Satellite cone of Mount Shasta, California, United States

Shastina is a satellite cone of Mount Shasta. It is the second youngest of four overlapping volcanic cones which together form the most voluminous stratovolcano in the Cascade Range. At 12,335 ft, Shastina is taller than Mount Adams and would rank as the third highest volcano in the Cascades behind Mount Rainier and Shasta were it not nestled on the western flank of its higher neighbor. Shastina has a topographic prominence of over 450 ft above the saddle connecting it with Shasta and easily exceeds the typical mountaineering standard of 300 ft for a peak to qualify as an independent summit, yet most lists of Cascade volcanoes omit it nonetheless. The name "Shastina" is a diminutive of Shasta.
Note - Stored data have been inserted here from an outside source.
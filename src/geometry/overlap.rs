//! Coarse admission filter: does a candidate boundary share interior with
//! any boundary already on the map?
//!
//! Boundaries that only touch along an edge or at a vertex are not
//! overlapping.

use geo::algorithm::coordinate_position::{CoordPos, CoordinatePosition};
use geo::{Centroid, Polygon};

use super::ring::{segments_cross, vertices, Extent};

/// Anything with an id and a boundary can take part in the check
pub trait Footprint {
    fn id(&self) -> i64;
    fn polygon(&self) -> &Polygon<f64>;

    /// Display name used in rejection messages
    fn name(&self) -> &str {
        ""
    }
}

impl Footprint for (i64, Polygon<f64>) {
    fn id(&self) -> i64 {
        self.0
    }

    fn polygon(&self) -> &Polygon<f64> {
        &self.1
    }
}

/// True when the candidate overlaps any footprint other than `exclude_id`
pub fn overlaps<F: Footprint>(
    candidate: &Polygon<f64>,
    existing: &[F],
    exclude_id: Option<i64>,
) -> bool {
    first_overlap(candidate, existing, exclude_id).is_some()
}

/// First footprint (other than `exclude_id`) the candidate overlaps
pub fn first_overlap<'a, F: Footprint>(
    candidate: &Polygon<f64>,
    existing: &'a [F],
    exclude_id: Option<i64>,
) -> Option<&'a F> {
    let candidate_extent = Extent::of(candidate)?;
    existing
        .iter()
        .filter(|f| Some(f.id()) != exclude_id)
        .find(|f| {
            Extent::of(f.polygon()).is_some_and(|e| e.intersects(&candidate_extent))
                && polygons_overlap(candidate, f.polygon())
        })
}

/// Interior overlap test between two boundaries
pub fn polygons_overlap(a: &Polygon<f64>, b: &Polygon<f64>) -> bool {
    edges_cross(a, b)
        || polygon_within(a, b)
        || polygon_within(b, a)
        || probe_inside(a, b)
        || probe_inside(b, a)
}

/// Some exterior edge of `a` properly crosses some exterior edge of `b`
pub fn edges_cross(a: &Polygon<f64>, b: &Polygon<f64>) -> bool {
    a.exterior()
        .lines()
        .any(|p| b.exterior().lines().any(|q| segments_cross(p, q)))
}

/// Every vertex of `inner` is inside or on `outer`, and `inner` is not
/// just lying along its boundary
pub fn polygon_within(inner: &Polygon<f64>, outer: &Polygon<f64>) -> bool {
    let pts = vertices(inner);
    if pts.is_empty()
        || pts
            .iter()
            .any(|c| outer.coordinate_position(c) == CoordPos::Outside)
    {
        return false;
    }
    inner
        .centroid()
        .is_some_and(|c| outer.coordinate_position(&c.0) == CoordPos::Inside)
}

/// A vertex or edge midpoint of `a` strictly inside `b`. Catches partial
/// overlaps whose edges only run along each other.
fn probe_inside(a: &Polygon<f64>, b: &Polygon<f64>) -> bool {
    let midpoints = a.exterior().lines().map(|l| (l.start + l.end) / 2.0);
    vertices(a)
        .iter()
        .copied()
        .chain(midpoints)
        .any(|c| b.coordinate_position(&c) == CoordPos::Inside)
}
Shastina was formed during a VEI-4 eruption around 7650 BC that also involved activity at the summit of Mount Shasta and the Red Banks on Shasta's south flank.

==Geological features==
Shastina has the general form of a smooth-sided cone truncated by a one half-mile (0.8 km) diameter summit crater, but with several geological features which make it unique among other volcanoes in the Cascade Volcanic Arc. The most prominent feature when seen from lowland viewpoints is Diller Canyon, a large cleft carved into the western flank by pyroclastic flows and since expanded by erosion. It extends from the crater rim near 12000 ft down for over 7,000 vertical feet (2,100 m) towards the town of Weed in the valley below, and is by far the largest such feature found on any of the Cascade volcanoes. Unseen except by mountaineers and fliers are the three small crater lakes nestled among the cones and ridges of the summit crater, which rarely melt free of snow until late summer. Clarence King Lake at 11755 ft occupies the center of the crater, while Sisson Lake lies at 11793 ft on the eastern side. Highest of all is an unnamed lake at over 11960 ft on the south side of the cinder cone which forms Shastina's true summit. These lakes are the highest subaerial lakes in the entire Cascade Range, exceeded only by the subglacial lake beneath the ice of Mount Rainier's summit crater.

== Climate ==

Climate data for Shastina 41.4095 N, 122.2231 W, Elevation: 11,877 ft (3,620 m) (1991–2020 normals)
| Month | Jan | Feb | Mar | Apr | May | Jun | Jul | Aug | Sep | Oct | Nov | Dec | Year |
| Mean daily maximum °F (°C) | 25.2 (−3.8) | 23.9 (−4.5) | 25.1 (−3.8) | 28.5 (−1.9) | 36.8 (2.7) | 45.7 (7.6) | 55.7 (13.2) | 55.5 (13.1) | 50.7 (10.4) | 41.3 (5.2) | 30.0 (−1.1) | 24.8 (−4.0) | 36.9 (2.8) |
| Daily mean °F (°C) | 17.3 (−8.2) | 15.1 (−9.4) | 15.8 (−9.0) | 18.2 (−7.7) | 25.4 (−3.7) | 33.3 (0.7) | 41.8 (5.4) | 41.4 (5.2) | 37.0 (2.8) | 29.7 (−1.3) | 21.8 (−5.7) | 17.3 (−8.2) | 26.2 (−3.3) |
| Mean daily minimum °F (°C) | 9.5 (−12.5) | 6.3 (−14.3) | 6.5 (−14.2) | 7.9 (−13.4) | 13.9 (−10.1) | 20.8 (−6.2) | 27.8 (−2.3) | 27.2 (−2.7) | 23.4 (−4.8) | 18.2 (−7.7) | 13.6 (−10.2) | 9.7 (−12.4) | 15.4 (−9.2) |
| Average precipitation inches (mm) | 14.38 (365) | 13.45 (342) | 13.66 (347) | 7.69 (195) | 5.74 (146) | 2.77 (70) | 0.36 (9.1) | 0.39 (9.9) | 1.33 (34) | 5.94 (151) | 12.03 (306) | 20.07 (510) | 97.81 (2,485) |
Source: PRISM Climate Group

== Climbing and skiing ==
Shastina is most commonly and easily climbed via the Cascade Gulch route, which ascends from Hidden Valley diagonally up to the Shasta-Shastina saddle, and then continuing up the eastern flank of Shastina's cone to its summit. For most mountaineers, it represents only a quick side trip on the downclimb after summiting Shasta. But for ski mountaineers, Shastina presents a reasonable climb in its own right in return for several exceptional ski descents, including Diller Canyon, the North Face, and the South Face.